GIVEN RECORDS below:

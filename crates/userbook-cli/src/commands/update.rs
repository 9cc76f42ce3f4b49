//! Update command
//!
//! Usage: userbook update <ID> --first-name <NAME> --last-name <NAME> --age <AGE> [--email <EMAIL>]
//!
//! Loads the record first; names and age are overwritten, the email only
//! when given, and everything else is kept.

use super::open_repository;
use clap::Args;
use std::path::Path;
use userbook_core::errors::{ExError, UserbookError};
use userbook_core::rules::{parse_id, UserForm};

#[derive(Debug, Args)]
pub struct UpdateArgs {
    /// User ID
    pub id: String,

    #[arg(long)]
    pub first_name: String,

    #[arg(long)]
    pub last_name: String,

    #[arg(long)]
    pub age: String,

    #[arg(long)]
    pub email: Option<String>,
}

pub async fn execute(args: UpdateArgs, db: &Path) -> Result<(), Box<dyn std::error::Error>> {
    let id = parse_id(&args.id).map_err(ExError::from)?;
    let mut form = UserForm::new(args.first_name, args.last_name, args.age);
    form.email = args.email;

    let repo = open_repository(db)?;
    let existing = repo
        .get_by_id(id)
        .await?
        .ok_or_else(|| ExError::from(UserbookError::UserNotFound { user_id: id }).with_op("update"))?;
    let updated = form.apply_to(&existing).map_err(ExError::from)?;

    // Deleted between the load and the write
    if !repo.update(updated).await? {
        return Err(ExError::from(UserbookError::UserNotFound { user_id: id }).with_op("update").into());
    }
    println!("Updated user {}", id);

    Ok(())
}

End of GIVEN RECORDS.

TASK TO CARRY OUT
Reproduce all the records, exactly and in full.

RESPONSE AREA
filename crates/userbook-cli/src/commands/update.rs
repository 9cc76f42ce3f4b49
//! Update command
//!
//! Usage: userbook update <ID> --first-name <NAME> --last-name <NAME> --age <AGE> [--email <EMAIL>]
//!
//! Loads the record first; names and age are overwritten, the email only
//! when given, and everything else is kept.

use super::open_repository;
use clap::Args;
use std::path::Path;
use userbook_core::errors::{ExError, UserbookError};
use userbook_core::rules::{parse_id, UserForm};

#[derive(Debug, Args)]
pub struct UpdateArgs {
    /// User ID
    pub id: String,

    #[arg(long)]
    pub first_name: String,

    #[arg(long)]
    pub last_name: String,

    #[arg(long)]
    pub age: String,

    #[arg(long)]
    pub email: Option<String>,
}

pub async fn execute(args: UpdateArgs, db: &Path) -> Result<(), Box<dyn std::error::Error>> {
    let id = parse_id(&args.id).map_err(ExError::from)?;
    let mut form = UserForm::new(args.first_name, args.last_name, args.age);
    form.email = args.email;

    let repo = open_repository(db)?;
    let existing = repo
        .get_by_id(id)
        .await?
        .ok_or_else(|| ExError::from(UserbookError::UserNotFound { user_id: id }).with_op("update"))?;
    let updated = form.apply_to(&existing).map_err(ExError::from)?;

    // Deleted between the load and the write
    if !repo.update(updated).await? {
        return Err(ExError::from(UserbookError::UserNotFound { user_id: id }).with_op("update").into());
    }
    println!("Updated user {}", id);

    Ok(())
}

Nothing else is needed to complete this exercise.